When the two trials were meta-analysed the relative risk (RR) for remaining infected was reduced by 17% for pegylated interferon plus ribavirin compared with non-pegylated interferon plus ribavirin (RR 0.83, 95% CI 0.76 to 0.91).
Response to therapy varied according to viral genotype. Patients with genotype 1 had the lowest levels of sustained virological response (42% and 46% for pegylated interferon plus ribavirin in the two trials) and patients with genotype 2 or 3 had the highest levels of sustained virological response (82% and 76% for pegylated interferon plus ribavirin in the two trials).

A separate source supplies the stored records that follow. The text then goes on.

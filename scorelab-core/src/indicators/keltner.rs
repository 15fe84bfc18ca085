//! Keltner Channel — EMA +/- ATR multiplier.
//!
//! - Middle: EMA(close, period)
//! - Upper: middle + mult * ATR(period)
//! - Lower: middle - mult * ATR(period)
//!
//! All three bands are 0 until both EMA and ATR are defined
//! (index `period`, where ATR seeds).

use super::atr::atr;
use super::ema::ema;
use serde::{Deserialize, Serialize};

#[derive(Debug, Clone, PartialEq, Default, Serialize, Deserialize)]
pub struct KeltnerChannel {
    pub upper: Vec<f64>,
    pub middle: Vec<f64>,
    pub lower: Vec<f64>,
}

pub fn keltner(
    highs: &[f64],
    lows: &[f64],
    closes: &[f64],
    period: usize,
    multiplier: f64,
) -> KeltnerChannel {
    let n = closes.len();
    let mut channel = KeltnerChannel {
        upper: vec![0.0; n],
        middle: vec![0.0; n],
        lower: vec![0.0; n],
    };
    if period == 0 {
        return channel;
    }

    let ema_values = ema(closes, period);
    let atr_values = atr(highs, lows, closes, period);

    for i in keltner_warmup(period)..n {
        channel.middle[i] = ema_values[i];
        channel.upper[i] = ema_values[i] + multiplier * atr_values[i];
        channel.lower[i] = ema_values[i] - multiplier * atr_values[i];
    }

    channel
}

/// Index of the first defined Keltner value. ATR seeds one bar after the EMA.
pub fn keltner_warmup(period: usize) -> usize {
    period
}
use serde::{Deserialize, Serialize};

/// Position state of the trade state machine.
#[derive(Debug, Clone, Copy, PartialEq, Eq, Default, Serialize, Deserialize)]
pub enum Position {
    #[default]
    Flat,
    Long,
    Short,
}

impl Position {
    pub fn is_flat(&self) -> bool {
        matches!(self, Self::Flat)
    }

    /// Unrealized PnL per unit for a position entered at `entry` and marked at `mark`.
    pub fn unrealized_pnl(&self, entry: f64, mark: f64) -> f64 {
        match self {
            Self::Flat => 0.0,
            Self::Long => mark - entry,
            Self::Short => entry - mark,
        }
    }
}

impl std::fmt::Display for Position {
    fn fmt(&self, f: &mut std::fmt::Formatter<'_>) -> std::fmt::Result {
        let s = match self {
            Self::Flat => "FLAT",
            Self::Long => "LONG",
            Self::Short => "SHORT",
        };
        f.write_str(s)
    }
}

There were also variations in sustained virological response according to other prognostic variables such as baseline viral load.
Monotherapy
In the four trials that evaluated pegylated interferon monotherapy against non-pegylated interferon the combined sustained virological response rates were 31% (95% CI 27 to 34%) for pegylated interferon and 14% (95% CI 12 to 17%) for non-pegylated interferon.
The RR for remaining infected with hepatitis C was reduced by 20% with the use of pegylated interferon (RR 0.80, 95% CI 0.76 to 0.85).

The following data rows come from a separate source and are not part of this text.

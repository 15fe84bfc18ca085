//! Scoring engine: per-bar aggregation of every indicator rule.

pub mod config;
pub mod engine;

pub use config::{RsiRule, ScoringConfig};
pub use engine::ScoringEngine;

use crate::domain::TradeSignal;
use crate::error::EvalError;
use serde::Serialize;

/// An evaluator whose contribution was dropped for one bar.
#[derive(Debug, Clone, PartialEq, Serialize)]
pub struct SkippedEvaluator {
    pub evaluator: &'static str,
    pub error: EvalError,
}

/// Aggregate score for one bar.
#[derive(Debug, Clone, PartialEq, Serialize)]
pub struct BarScore {
    pub index: usize,
    pub score: i32,
    /// Explanations of every rule that fired, in evaluation order.
    pub signals: Vec<String>,
    #[serde(skip_serializing_if = "Vec::is_empty")]
    pub skipped: Vec<SkippedEvaluator>,
}

impl BarScore {
    pub fn new(index: usize) -> Self {
        Self {
            index,
            score: 0,
            signals: Vec::new(),
            skipped: Vec::new(),
        }
    }

    /// BUY / SELL / HOLD label for this score.
    pub fn trade_signal(&self) -> TradeSignal {
        TradeSignal::from_score(self.score)
    }

    pub(crate) fn add(&mut self, weight: i32, signal: impl Into<String>) {
        self.score += weight;
        self.signals.push(signal.into());
    }

    pub(crate) fn note(&mut self, signal: impl Into<String>) {
        self.signals.push(signal.into());
    }
}
//! KDJ stochastic oscillator.
//!
//! RSV = (close - lowest_low) / (highest_high - lowest_low) * 100 over `period`.
//! K = K_prev * 2/3 + RSV / 3, D = D_prev * 2/3 + K / 3, J = 3K - 2D.
//! Seed K = D = 50. Warm-up bars (before period-1) carry the neutral seed.
//! A bar whose window has high == low is skipped: it repeats the prior
//! triple and leaves the recursion untouched.

use super::window_extremes;
use serde::{Deserialize, Serialize};

/// One K/D/J reading.
#[derive(Debug, Clone, Copy, PartialEq, Serialize, Deserialize)]
pub struct KdjValue {
    pub k: f64,
    pub d: f64,
    pub j: f64,
}

impl KdjValue {
    pub const SEED: f64 = 50.0;

    pub fn new(k: f64, d: f64, j: f64) -> Self {
        Self { k, d, j }
    }

    /// The neutral reading every KDJ series starts from.
    pub fn seed() -> Self {
        Self::new(Self::SEED, Self::SEED, Self::SEED)
    }
}

impl Default for KdjValue {
    fn default() -> Self {
        Self::seed()
    }
}

pub fn kdj(highs: &[f64], lows: &[f64], closes: &[f64], period: usize) -> Vec<KdjValue> {
    let n = closes.len().min(highs.len()).min(lows.len());
    let mut result = vec![KdjValue::seed(); closes.len()];

    if period == 0 || n < period {
        return result;
    }

    let mut k = KdjValue::SEED;
    let mut d = KdjValue::SEED;
    let mut last = KdjValue::seed();

    for i in (period - 1)..n {
        let start = i + 1 - period;
        if let Some((high, low)) = window_extremes(&highs[start..=i], &lows[start..=i]) {
            if high != low {
                let rsv = (closes[i] - low) / (high - low) * 100.0;
                k = k * 2.0 / 3.0 + rsv / 3.0;
                d = d * 2.0 / 3.0 + k / 3.0;
                last = KdjValue::new(k, d, 3.0 * k - 2.0 * d);
            }
        }
        result[i] = last;
    }

    result
}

As reported in three of the trials, response to therapy varied according to viral genotype. Patients with genotype 1 had the lowest levels of sustained virological response (12%, 14% and 31% for treatment with pegylated interferon in the three trials reporting response by genotype). Only one trial differentiated patients with non-1 genotypes and reported higher response rates in patients with genotype 4, 5, or 6 (60%) than in patients with genotype 2 or 3 (49%) when treated with pegylated interferon.

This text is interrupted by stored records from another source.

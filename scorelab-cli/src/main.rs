//! ScoreLab CLI — run, sweep and list commands.
//!
//! Commands:
//! - `run` — score every bar of one data source and simulate threshold trades
//! - `sweep` — replay one score timeline under a range of thresholds
//! - `list` — show the built-in instrument catalog
//!
//! With no data source on the command line or in the config, `run` and
//! `sweep` ask for an instrument code on stdin, and ask again when the
//! chosen instrument has no data file.

use anyhow::{bail, Context, Result};
use clap::{Args, Parser, Subcommand};
use std::io::{BufRead, Write};
use std::path::{Path, PathBuf};
use tracing_subscriber::EnvFilter;

use scorelab_runner::report::{self, render_console, write_artifact};
use scorelab_runner::{
    best_by_pnl, instruments, run_backtest, sweep_thresholds, threshold_range, BacktestConfig,
    BacktestReport, DataSource, LoadError, RunError,
};

#[derive(Parser)]
#[command(
    name = "scorelab",
    about = "ScoreLab CLI — multi-indicator scoring backtester"
)]
struct Cli {
    /// Debug-level logging (overridden by RUST_LOG).
    #[arg(long, short, global = true, default_value_t = false)]
    verbose: bool,

    #[command(subcommand)]
    command: Commands,
}

#[derive(Subcommand)]
enum Commands {
    /// Score one data source and simulate trades.
    Run {
        #[command(flatten)]
        source: SourceArgs,

        /// Entry/exit score threshold (overrides the config).
        #[arg(long)]
        threshold: Option<i32>,

        /// Number of leading bars to print (overrides the config).
        #[arg(long)]
        print_bars: Option<usize>,

        /// Write the trade list as CSV.
        #[arg(long)]
        trades_csv: Option<PathBuf>,

        /// Write per-bar scores and signals as CSV.
        #[arg(long)]
        scores_csv: Option<PathBuf>,

        /// Write the full report as JSON.
        #[arg(long)]
        json: Option<PathBuf>,
    },
    /// Replay one score timeline under every threshold in `from..=to`.
    Sweep {
        #[command(flatten)]
        source: SourceArgs,

        /// Lowest threshold.
        #[arg(long, default_value_t = 1)]
        from: i32,

        /// Highest threshold.
        #[arg(long, default_value_t = 6)]
        to: i32,
    },
    /// List the instrument catalog.
    List {
        /// Directory holding `<CODE>_<NUMBER>_data.csv` files.
        #[arg(long, default_value = "./data_set")]
        data_dir: PathBuf,
    },
}

#[derive(Args)]
struct SourceArgs {
    /// Path to a TOML config file.
    #[arg(long)]
    config: Option<PathBuf>,

    /// Catalog instrument code (e.g. PHARMA).
    #[arg(long, conflicts_with_all = ["csv", "synthetic"])]
    instrument: Option<String>,

    /// CSV file with `date,open,high,low,close[,volume]` rows.
    #[arg(long, conflicts_with = "synthetic")]
    csv: Option<PathBuf>,

    /// Generate this many synthetic bars instead of reading data.
    #[arg(long)]
    synthetic: Option<usize>,

    /// Seed for synthetic data.
    #[arg(long, default_value_t = 42)]
    seed: u64,

    /// Directory holding instrument data files.
    #[arg(long, default_value = "./data_set")]
    data_dir: PathBuf,
}

fn main() -> Result<()> {
    let cli = Cli::parse();
    init_tracing(cli.verbose);

    match cli.command {
        Commands::Run {
            source,
            threshold,
            print_bars,
            trades_csv,
            scores_csv,
            json,
        } => {
            let mut config = build_config(&source)?;
            if let Some(t) = threshold {
                config.threshold = t;
            }
            if let Some(n) = print_bars {
                config.print_bars = n;
            }
            run_cmd(config, trades_csv, scores_csv, json)
        }
        Commands::Sweep { source, from, to } => sweep_cmd(build_config(&source)?, from, to),
        Commands::List { data_dir } => {
            list_cmd(&data_dir);
            Ok(())
        }
    }
}

fn init_tracing(verbose: bool) {
    let default_level = if verbose { "debug" } else { "info" };
    let filter =
        EnvFilter::try_from_default_env().unwrap_or_else(|_| EnvFilter::new(default_level));
    tracing_subscriber::fmt()
        .with_env_filter(filter)
        .with_writer(std::io::stderr)
        .init();
}

/// Config file (or defaults), with the data source replaced by any source flag.
/// With neither, the instrument is chosen interactively.
fn build_config(args: &SourceArgs) -> Result<BacktestConfig> {
    let mut config = match &args.config {
        Some(path) => BacktestConfig::from_toml_file(path)?,
        None => BacktestConfig::default(),
    };

    if let Some(code) = &args.instrument {
        config.data = DataSource::Instrument {
            code: code.clone(),
            data_dir: args.data_dir.clone(),
        };
    } else if let Some(path) = &args.csv {
        config.data = DataSource::Csv { path: path.clone() };
    } else if let Some(bars) = args.synthetic {
        config.data = DataSource::Synthetic {
            bars,
            seed: args.seed,
        };
    } else if args.config.is_none() {
        config.data = DataSource::Instrument {
            code: prompt_instrument()?,
            data_dir: args.data_dir.clone(),
        };
    }

    config.validate()?;
    Ok(config)
}

/// Run, asking for another instrument while the chosen one has no data file.
fn run_with_retry(mut config: BacktestConfig) -> Result<BacktestReport> {
    loop {
        tracing::debug!(
            run_id = %config.run_id(),
            source = %config.data.describe(),
            "starting backtest"
        );
        match run_backtest(&config) {
            Ok(report) => return Ok(report),
            Err(RunError::Data(LoadError::MissingDataFile { path })) => {
                let data_dir = match &config.data {
                    DataSource::Instrument { data_dir, .. } => data_dir.clone(),
                    _ => bail!("data file not found: {}", path.display()),
                };
                eprintln!(
                    "Data file {} not found. Please choose another instrument.",
                    path.display()
                );
                config.data = DataSource::Instrument {
                    code: prompt_instrument()?,
                    data_dir,
                };
            }
            Err(err) => return Err(err.into()),
        }
    }
}

fn prompt_instrument() -> Result<String> {
    let stdin = std::io::stdin();
    let mut lines = stdin.lock().lines();

    loop {
        println!("Available instruments:");
        for inst in instruments() {
            println!("  {:<8} {:<5} {}", inst.code, inst.number, inst.name);
        }
        print!("Instrument code: ");
        std::io::stdout().flush().context("failed to flush stdout")?;

        let Some(line) = lines.next() else {
            bail!("no instrument selected");
        };
        let line = line.context("failed to read instrument code")?;
        match scorelab_runner::find_instrument(&line) {
            Some(inst) => return Ok(inst.code.to_string()),
            None => eprintln!("Unknown instrument '{}'.", line.trim()),
        }
    }
}

fn run_cmd(
    config: BacktestConfig,
    trades_csv: Option<PathBuf>,
    scores_csv: Option<PathBuf>,
    json: Option<PathBuf>,
) -> Result<()> {
    let report = run_with_retry(config.clone())?;

    print!("{}", render_console(&report, config.print_bars));
    println!("Run ID: {}", report.run_id);

    if let Some(path) = trades_csv {
        write_artifact(&path, &report::export_trades_csv(&report.trade_log.trades)?)?;
        println!("Trades written to {}", path.display());
    }
    if let Some(path) = scores_csv {
        write_artifact(&path, &report::export_scores_csv(&report)?)?;
        println!("Scores written to {}", path.display());
    }
    if let Some(path) = json {
        write_artifact(&path, &report::export_json(&report)?)?;
        println!("Report written to {}", path.display());
    }

    Ok(())
}

fn sweep_cmd(config: BacktestConfig, from: i32, to: i32) -> Result<()> {
    let thresholds = threshold_range(from, to);
    if thresholds.is_empty() {
        bail!("empty threshold range {from}..={to}");
    }

    let report = run_with_retry(config)?;
    let points = sweep_thresholds(&report.scores, &report.candles, &thresholds);

    println!("Source: {} ({} bars)", report.source, report.bar_count);
    println!(
        "{:>9} {:>11} {:>12} {:>6} {:>7} {:>9}",
        "threshold", "round trips", "total pnl", "wins", "losses", "win rate"
    );
    for p in &points {
        println!(
            "{:>9} {:>11} {:>12.4} {:>6} {:>7} {:>8.2}%",
            p.threshold,
            p.round_trips,
            p.stats.total_pnl,
            p.stats.wins,
            p.stats.losses,
            p.stats.win_rate
        );
    }
    if let Some(best) = best_by_pnl(&points) {
        println!(
            "Best threshold by PnL: {} ({:.4})",
            best.threshold, best.stats.total_pnl
        );
    }

    Ok(())
}

fn list_cmd(data_dir: &Path) {
    println!(
        "{:<8} {:<6} {:<22} {:<9} Description",
        "Code", "No.", "Name", "Data"
    );
    for inst in instruments() {
        let present = if inst.data_file(data_dir).exists() {
            "present"
        } else {
            "missing"
        };
        println!(
            "{:<8} {:<6} {:<22} {:<9} {}",
            inst.code, inst.number, inst.name, present, inst.description
        );
    }
}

In the two trials that considered prognostic variables, there were also variations in sustained virological response according to other prognostic variables such as baseline viral load.
Regimens involving pegylated interferon appear to be fairly well tolerated. Adverse events were reported, but they did not differ substantially from levels of adverse events in regimens involving non-pegylated interferon.
Economic analysis
A cost-effectiveness model originally developed by the Scottish Health Purchasing Information Centre and used in the previous NICE assessment report of treatment for hepatitis C was updated for the calculation of costs and benefits. The model followed a hypothetical cohort of 1000 individuals with chronic hepatitis C over a 30-year period. Options that were considered included: no treatment (except symptomatically), interferon-? plus ribavirin for 48 weeks, pegylated interferon-? plus ribavirin for 48 weeks, interferon monotherapy for 48 weeks, and pegylated interferon-? monotherapy for 48 weeks. SVRs from the key trials were pooled and entered into the model. The results were presented in terms of costs per quality-adjusted life-years (QALYs) gained.
Dual therapy
The incremental discounted cost per QALY for comparing no active treatment to 48 weeks of dual therapy with pegylated interferon and ribavirin (PEG + RBV) is £6045. When moving from 48 weeks of dual therapy with non-pegylated interferon and ribavirin (IFN + RBV) to 48 weeks of dual therapy with PEG + RBV the figure is £12,123.
Subgroup analyses for dual PEG + RBV therapy demonstrated that the most favourable incremental discounted cost per QALY estimates were for patients infected with genotypes 2 and 3, and with low baseline viral load (£3921) compared with no active treatment.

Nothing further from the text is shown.